TASK:
Find and return every line of the data that contains the word "remaining".

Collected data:
______________________________

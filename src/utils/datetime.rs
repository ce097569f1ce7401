//! Natural-language reminder times and their display formatting.
//!
//! [`parse_time`] understands, in this order:
//! - relative durations: `30m`, `2 hours`, `3d`, `1w`
//! - clock times: `5pm`, `9:30 am`, `14:30`
//! - phrases: `tomorrow`, `next week`, `tonight`
//! - absolute dates: RFC 3339, RFC 2822, `2026-10-20 08:15`, `2026-10-20`
//!
//! Clock times and phrases are resolved in the zone carried by `now`, so a
//! zone with daylight saving keeps `tomorrow` at 09:00 local across a switch.

use chrono::{
    DateTime, Duration, FixedOffset, Local, NaiveDate, NaiveDateTime, NaiveTime, TimeZone, Utc,
};
use regex::Regex;
use std::fmt;
use std::sync::OnceLock;

const MILLIS_PER_MINUTE: i64 = 60 * 1000;
const MILLIS_PER_HOUR: i64 = 60 * MILLIS_PER_MINUTE;
const MILLIS_PER_DAY: i64 = 24 * MILLIS_PER_HOUR;

/// Hour used for `tomorrow`.
const MORNING_HOUR: u32 = 9;
/// Hour used for `tonight`.
const EVENING_HOUR: u32 = 20;

static RELATIVE_PATTERN: OnceLock<Option<Regex>> = OnceLock::new();
static CLOCK_PATTERN: OnceLock<Option<Regex>> = OnceLock::new();

const NAIVE_DATETIME_FORMATS: &[&str] = &[
    "%Y-%m-%d %H:%M:%S",
    "%Y-%m-%d %H:%M",
    "%Y-%m-%dT%H:%M:%S",
    "%Y-%m-%dT%H:%M",
];

fn relative_pattern() -> Option<&'static Regex> {
    RELATIVE_PATTERN
        .get_or_init(|| {
            Regex::new(
                r"^([0-9]+)\s*(m|min|mins|minute|minutes|h|hr|hrs|hour|hours|d|day|days|w|week|weeks)$",
            )
            .ok()
        })
        .as_ref()
}

fn clock_pattern() -> Option<&'static Regex> {
    CLOCK_PATTERN
        .get_or_init(|| Regex::new(r"^([0-9]{1,2})(?::([0-9]{2}))?\s*(am|pm)?$").ok())
        .as_ref()
}

/// Zone used for clock times, named phrases and display.
#[derive(Debug, Clone, Copy, PartialEq, Eq)]
pub enum LocalZone {
    /// The host's zone, including its daylight saving rules.
    System,
    Fixed(FixedOffset),
}

impl LocalZone {
    /// [`parse_time`] evaluated in this zone.
    pub fn parse_time(&self, input: &str, now: DateTime<Utc>) -> Option<DateTime<Utc>> {
        match self {
            LocalZone::System => {
                parse_time(input, now.with_timezone(&Local)).map(|t| t.with_timezone(&Utc))
            }
            LocalZone::Fixed(offset) => {
                parse_time(input, now.with_timezone(offset)).map(|t| t.with_timezone(&Utc))
            }
        }
    }

    /// [`format_reminder_time`] in this zone.
    pub fn format(&self, at: &DateTime<Utc>) -> String {
        match self {
            LocalZone::System => format_reminder_time(at, &Local),
            LocalZone::Fixed(offset) => format_reminder_time(at, offset),
        }
    }
}

impl From<FixedOffset> for LocalZone {
    fn from(offset: FixedOffset) -> Self {
        LocalZone::Fixed(offset)
    }
}

impl fmt::Display for LocalZone {
    fn fmt(&self, f: &mut fmt::Formatter<'_>) -> fmt::Result {
        match self {
            LocalZone::System => f.write_str("system local time"),
            LocalZone::Fixed(offset) => write!(f, "UTC{offset}"),
        }
    }
}

/// Resolves a user-supplied time expression to an absolute instant.
///
/// Returns `None` when nothing matches. Relative durations, clock times and
/// `tomorrow`/`next week` always land in the future; `tonight` and absolute
/// dates are returned as-is (absolute dates only when after `now`).
pub fn parse_time<Tz: TimeZone>(input: &str, now: DateTime<Tz>) -> Option<DateTime<Tz>> {
    let normalized = input.trim().to_lowercase();

    if let Some(caps) = relative_pattern().and_then(|re| re.captures(&normalized)) {
        return parse_relative(&caps[1], &caps[2], now);
    }

    if let Some(caps) = clock_pattern().and_then(|re| re.captures(&normalized)) {
        let minute = caps.get(2).map(|m| m.as_str());
        let period = caps.get(3).map(|m| m.as_str());
        return parse_clock_time(&caps[1], minute, period, now);
    }

    match normalized.as_str() {
        "tomorrow" => {
            let date = now.date_naive().succ_opt()?;
            at_local_time(&now.timezone(), date, NaiveTime::from_hms_opt(MORNING_HOUR, 0, 0)?)
        }
        "next week" => now.checked_add_signed(Duration::try_days(7)?),
        // Not rolled forward when already past 20:00.
        "tonight" => at_local_time(
            &now.timezone(),
            now.date_naive(),
            NaiveTime::from_hms_opt(EVENING_HOUR, 0, 0)?,
        ),
        _ => parse_absolute(input.trim(), &now.timezone()).filter(|parsed| *parsed > now),
    }
}

fn parse_relative<Tz: TimeZone>(amount: &str, unit: &str, now: DateTime<Tz>) -> Option<DateTime<Tz>> {
    let amount: i64 = amount.parse().ok()?;
    let delta = match unit {
        "m" | "min" | "mins" | "minute" | "minutes" => Duration::try_minutes(amount)?,
        "h" | "hr" | "hrs" | "hour" | "hours" => Duration::try_hours(amount)?,
        "d" | "day" | "days" => Duration::try_days(amount)?,
        "w" | "week" | "weeks" => Duration::try_weeks(amount)?,
        _ => return None,
    };
    now.checked_add_signed(delta)
}

/// Whether `word` is a unit accepted after a relative amount, as `min` in `5 min`.
pub fn is_duration_unit(word: &str) -> bool {
    matches!(
        word,
        "m" | "min"
            | "mins"
            | "minute"
            | "minutes"
            | "h"
            | "hr"
            | "hrs"
            | "hour"
            | "hours"
            | "d"
            | "day"
            | "days"
            | "w"
            | "week"
            | "weeks"
    )
}

fn parse_clock_time<Tz: TimeZone>(
    hour: &str,
    minute: Option<&str>,
    period: Option<&str>,
    now: DateTime<Tz>,
) -> Option<DateTime<Tz>> {
    let hour: u32 = hour.parse().ok()?;
    let minute: u32 = match minute {
        Some(m) => m.parse().ok()?,
        None => 0,
    };

    let hour = match period {
        Some("pm") if (1..=12).contains(&hour) => {
            if hour == 12 {
                12
            } else {
                hour + 12
            }
        }
        Some("am") if (1..=12).contains(&hour) => {
            if hour == 12 {
                0
            } else {
                hour
            }
        }
        Some(_) => return None,
        None if hour <= 23 => hour,
        None => return None,
    };

    let time = NaiveTime::from_hms_opt(hour, minute, 0)?;
    let candidate = at_local_time(&now.timezone(), now.date_naive(), time)?;
    if candidate <= now {
        candidate.checked_add_signed(Duration::try_days(1)?)
    } else {
        Some(candidate)
    }
}

fn parse_absolute<Tz: TimeZone>(raw: &str, zone: &Tz) -> Option<DateTime<Tz>> {
    if let Ok(parsed) = DateTime::parse_from_rfc3339(raw) {
        return Some(parsed.with_timezone(zone));
    }
    if let Ok(parsed) = DateTime::parse_from_rfc2822(raw) {
        return Some(parsed.with_timezone(zone));
    }
    for format in NAIVE_DATETIME_FORMATS {
        if let Ok(naive) = NaiveDateTime::parse_from_str(raw, format) {
            return zone.from_local_datetime(&naive).earliest();
        }
    }
    NaiveDate::parse_from_str(raw, "%Y-%m-%d")
        .ok()
        .and_then(|date| at_local_time(zone, date, NaiveTime::from_hms_opt(0, 0, 0)?))
}

/// `date` at `time` in `zone`. A wall time repeated by a DST fall-back
/// resolves to its first occurrence; one skipped by spring-forward is `None`.
fn at_local_time<Tz: TimeZone>(zone: &Tz, date: NaiveDate, time: NaiveTime) -> Option<DateTime<Tz>> {
    zone.from_local_datetime(&date.and_time(time)).earliest()
}

/// Human readable time remaining until `due_at`, e.g. `"1 day, 2 hours, 5 minutes"`.
pub fn format_time_until(due_at: DateTime<Utc>, now: DateTime<Utc>) -> String {
    let remaining = due_at.signed_duration_since(now).num_milliseconds();
    if remaining <= 0 {
        return "now".to_string();
    }

    let days = remaining / MILLIS_PER_DAY;
    let hours = (remaining % MILLIS_PER_DAY) / MILLIS_PER_HOUR;
    let minutes = (remaining % MILLIS_PER_HOUR) / MILLIS_PER_MINUTE;

    let parts: Vec<String> = [(days, "day"), (hours, "hour"), (minutes, "minute")]
        .into_iter()
        .filter(|(value, _)| *value > 0)
        .map(|(value, unit)| pluralize(value, unit))
        .collect();

    if parts.is_empty() {
        "less than a minute".to_string()
    } else {
        parts.join(", ")
    }
}

fn pluralize(value: i64, unit: &str) -> String {
    if value == 1 {
        format!("{value} {unit}")
    } else {
        format!("{value} {unit}s")
    }
}

/// Display form of a reminder time in the bot's local zone.
pub fn format_reminder_time<Tz>(at: &DateTime<Utc>, zone: &Tz) -> String
where
    Tz: TimeZone,
    Tz::Offset: fmt::Display,
{
    at.with_timezone(zone)
        .format("%a, %b %-d, %Y, %I:%M %p")
        .to_string()
}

______________________________

RESPONSE:
/// Human readable time remaining until `due_at`, e.g. `"1 day, 2 hours, 5 minutes"`.
    let remaining = due_at.signed_duration_since(now).num_milliseconds();
    if remaining <= 0 {
    let days = remaining / MILLIS_PER_DAY;
    let hours = (remaining % MILLIS_PER_DAY) / MILLIS_PER_HOUR;
    let minutes = (remaining % MILLIS_PER_HOUR) / MILLIS_PER_MINUTE;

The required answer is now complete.